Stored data
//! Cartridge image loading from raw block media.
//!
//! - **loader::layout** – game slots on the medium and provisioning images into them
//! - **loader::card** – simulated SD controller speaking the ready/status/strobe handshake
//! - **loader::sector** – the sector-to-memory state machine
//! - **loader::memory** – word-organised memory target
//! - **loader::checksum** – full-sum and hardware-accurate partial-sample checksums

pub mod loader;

**Instructions to follow**
Would you please work out how many lines of the data hold "memory"? Reply with the number alone.

**Written answer**
2